Plus de 30 ans se sont écoulés après cela, alors qu’il n’avait que le ceinture marron. Natif de Bamako (Niaréla), Abdoul Wahab grandit dans ce quartier où la loi de la rue exigeait à tous les jeunes d’être un dur à cuire ou de rester à la maison auprès de papa et maman, et Abdoul Wahab n’était pas du genre à s’incliner devant les situations même les plus difficiles.

C’est dans la rue qu’est née la passion entre Abdoul Wahab et les arts martiaux.

Un bagarreur

Genre bagarreur, Abdoul Wahab Traoré, pour rester le seul et unique maître de son monde et bénéficier du respect de la rue s’est vite lancé dans la pratique de la boxe.

Dans cette discipline de brutes qu’il apprendra à encaisser les coups de ses supérieurs et cela l’encouragea davantage à persévérer dans la pratique de cette discipline qui ferra de lui un monstre aux yeux de ses adversaires et qui, sans le savoir, l’initieront dans la pratique de l’art martial.

Toujours à la recherche de la perfection, Abdoul Wahab s’engagera dans le Judo pour encore être plus fort et plus combatif.

C’est en 1968 alors qu’il n’avait que 18 ans qu’il effectua ses premiers pas dans le judo, seule discipline officiellement enseignée dans notre pays par les experts coopérants français qui avaient residé au Sénégal et qui effectuaient des missions au Mali dans le cadre de leur fonctions administratives.

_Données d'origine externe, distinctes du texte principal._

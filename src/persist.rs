use std::fs;
use std::io::{self, Write};
use std::path::{Path, PathBuf};

use atomicwrites::{AtomicFile, OverwriteBehavior::AllowOverwrite};
use log::{debug, info, warn};

use crate::paths::Paths;

/// Maximum entries kept in the recent list.
const RECENT_CAP: usize = 50;

/// Write-temp, fsync, rename-over. Readers only ever open the canonical
/// path, so a crash mid-write leaves either the previous contents or the new
/// contents, and stray temp files are ignored.
pub fn atomic_write(path: &Path, bytes: &[u8]) -> io::Result<()> {
    if let Some(dir) = path.parent() {
        fs::create_dir_all(dir)?;
    }

    AtomicFile::new(path, AllowOverwrite)
        .write(|file| file.write_all(bytes))
        .map_err(|err| match err {
            atomicwrites::Error::Internal(err) | atomicwrites::Error::User(err) => err,
        })
}

pub fn write_state(path: &Path, bytes: &[u8]) -> io::Result<()> {
    atomic_write(path, bytes)
}

pub fn read_state(path: &Path) -> io::Result<Vec<u8>> {
    fs::read(path)
}

/// Battery-backed cartridge memory mirrored to disk. The store keeps the last
/// flushed image so unchanged regions cost no writes; flushes happen on
/// pause, slot change, and clean exit.
pub struct SramStore {
    sav_path: PathBuf,
    rtc_path: PathBuf,
    last_sav: Option<Vec<u8>>,
    last_rtc: Option<Vec<u8>>,
}

impl SramStore {
    pub fn new(paths: &Paths) -> Self {
        Self {
            sav_path: paths.sram_path(),
            rtc_path: paths.rtc_path(),
            last_sav: None,
            last_rtc: None,
        }
    }

    /// On-disk SRAM image from a previous session, if any.
    pub fn load_sram(&mut self) -> Option<Vec<u8>> {
        let bytes = fs::read(&self.sav_path).ok()?;
        self.last_sav = Some(bytes.clone());

        Some(bytes)
    }

    pub fn load_rtc(&mut self) -> Option<Vec<u8>> {
        let bytes = fs::read(&self.rtc_path).ok()?;
        self.last_rtc = Some(bytes.clone());

        Some(bytes)
    }

    /// Flushes the SRAM region if it changed since the last flush. Returns
    /// whether a write happened. On failure the dirty image is kept so a
    /// later retry still sees the change.
    pub fn flush_sram(&mut self, region: &[u8]) -> io::Result<bool> {
        Self::flush(&self.sav_path, &mut self.last_sav, region)
    }

    pub fn flush_rtc(&mut self, region: &[u8]) -> io::Result<bool> {
        Self::flush(&self.rtc_path, &mut self.last_rtc, region)
    }

    fn flush(path: &Path, last: &mut Option<Vec<u8>>, region: &[u8]) -> io::Result<bool> {
        if region.is_empty() {
            return Ok(false);
        }

        if last.as_deref() == Some(region) {
            debug!("{} unchanged, skipping flush", path.display());
            return Ok(false);
        }

        atomic_write(path, region)?;
        *last = Some(region.to_vec());
        info!("flushed {} bytes to {}", region.len(), path.display());

        Ok(true)
    }
}

/// Marker consumed by the launcher to restart this binary with the same
/// content after a mid-game exit.
#[derive(Debug, Clone, PartialEq, Eq)]
pub struct ResumeToken {
    pub core: PathBuf,
    pub rom: PathBuf,
}

pub fn write_resume_token(path: &Path, token: &ResumeToken) -> io::Result<()> {
    let line = format!("{}\t{}\n", token.core.display(), token.rom.display());

    atomic_write(path, line.as_bytes())
}

pub fn read_resume_token(path: &Path) -> Option<ResumeToken> {
    let text = fs::read_to_string(path).ok()?;
    let line = text.lines().next()?;
    let (core, rom) = line.split_once('\t')?;

    Some(ResumeToken {
        core: PathBuf::from(core),
        rom: PathBuf::from(rom),
    })
}

pub fn clear_resume_token(path: &Path) {
    if let Err(err) = fs::remove_file(path) {
        if err.kind() != io::ErrorKind::NotFound {
            warn!("could not clear resume token: {err}");
        }
    }
}

/// Loads `recent.txt`, dropping entries whose file no longer exists.
pub fn load_recent(path: &Path) -> Vec<(PathBuf, Option<String>)> {
    let Ok(text) = fs::read_to_string(path) else {
        return Vec::new();
    };

    text.lines()
        .filter(|line| !line.is_empty())
        .map(|line| match line.split_once('\t') {
            Some((path, name)) => (PathBuf::from(path), Some(name.to_owned())),
            None => (PathBuf::from(line), None),
        })
        .filter(|(path, _)| path.exists())
        .collect()
}

/// Prepends `rom` to the recent list, newest first, deduplicated.
pub fn note_recent(path: &Path, rom: &Path, display: Option<&str>) -> io::Result<()> {
    let mut entries = load_recent(path);

    entries.retain(|(existing, _)| existing != rom);
    entries.insert(0, (rom.to_owned(), display.map(str::to_owned)));
    entries.truncate(RECENT_CAP);

    let mut out = String::new();

    for (path, name) in &entries {
        match name {
            Some(name) => out.push_str(&format!("{}\t{}\n", path.display(), name)),
            None => out.push_str(&format!("{}\n", path.display())),
        }
    }

    atomic_write(path, out.as_bytes())
}

#[cfg(test)]
mod tests {
    use super::*;

    #[test]
    fn atomic_write_replaces_whole_file() {
        let dir = tempfile::tempdir().unwrap();
        let path = dir.path().join("slot/rom.st1");

        atomic_write(&path, b"first").unwrap();
        atomic_write(&path, b"second").unwrap();

        assert_eq!(fs::read(&path).unwrap(), b"second");
    }

    #[test]
    fn stray_tmp_remnants_are_ignored_by_readers() {
        let dir = tempfile::tempdir().unwrap();
        let path = dir.path().join("rom.st1");

        atomic_write(&path, b"good state").unwrap();
        // A crash between temp write and rename leaves junk beside the file.
        fs::write(dir.path().join("rom.st1.tmp"), b"torn").unwrap();

        assert_eq!(read_state(&path).unwrap(), b"good state");
    }

    #[test]
    fn sram_flush_skips_unchanged_images() {
        let dir = tempfile::tempdir().unwrap();
        let paths = test_paths(dir.path());
        let mut store = SramStore::new(&paths);

        assert!(store.flush_sram(&[1, 2, 3]).unwrap());
        assert!(!store.flush_sram(&[1, 2, 3]).unwrap());
        assert!(store.flush_sram(&[9, 9, 9]).unwrap());
        assert_eq!(fs::read(paths.sram_path()).unwrap(), vec![9, 9, 9]);
    }

    #[test]
    fn resume_token_round_trips() {
        let dir = tempfile::tempdir().unwrap();
        let path = dir.path().join(".resume");
        let token = ResumeToken {
            core: PathBuf::from("/cores/gambatte_libretro.so"),
            rom: PathBuf::from("/roms/rom.gb"),
        };

        write_resume_token(&path, &token).unwrap();
        assert_eq!(read_resume_token(&path), Some(token));

        clear_resume_token(&path);
        assert_eq!(read_resume_token(&path), None);
    }

    #[test]
    fn recent_list_prunes_missing_and_keeps_newest_first() {
        let dir = tempfile::tempdir().unwrap();
        let list = dir.path().join("recent.txt");
        let rom_a = dir.path().join("a.gb");
        let rom_b = dir.path().join("b.gb");
        fs::write(&rom_a, b"a").unwrap();
        fs::write(&rom_b, b"b").unwrap();

        note_recent(&list, &rom_a, None).unwrap();
        note_recent(&list, &rom_b, Some("Game B")).unwrap();
        note_recent(&list, &rom_a, None).unwrap();

        let entries = load_recent(&list);
        assert_eq!(entries[0].0, rom_a);
        assert_eq!(entries[1].0, rom_b);
        assert_eq!(entries[1].1.as_deref(), Some("Game B"));

        fs::remove_file(&rom_b).unwrap();
        assert_eq!(load_recent(&list).len(), 1);
    }

    fn test_paths(root: &Path) -> Paths {
        Paths::resolve(
            "test".into(),
            "dev".into(),
            root.to_owned(),
            None,
            None,
            None,
            None,
            None,
            None,
            root.join("core_libretro.so"),
            root.join("rom.gb"),
        )
    }
}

Le parcours dans l’apprentissage

Ainsi, il fut d’abord enseigné par le maitre Français Picart qui était élevé au grade de maître Hirroo Moushizuki qui introduira plusieurs styles de karaté d’Europe et d’Asie.

A cette période, certains Maliens faisaient déjà parler d’eux sur le plan international en judo (M. Lamine Touré et Raymond Coulibaly) qui inspiraient davantage les jeunes générations et les incitaient à s’adonner à la pratique de cette discipline sportive des champions.

Après le départ de Picart, un autre coopérant français opporta son expertise aux pratiquants Maliens, dont Abdoul qui était l’un des parrains de la discipline, Me Réné Kanvel, en plus du judo, était surtout fort dans le “Shotakon”.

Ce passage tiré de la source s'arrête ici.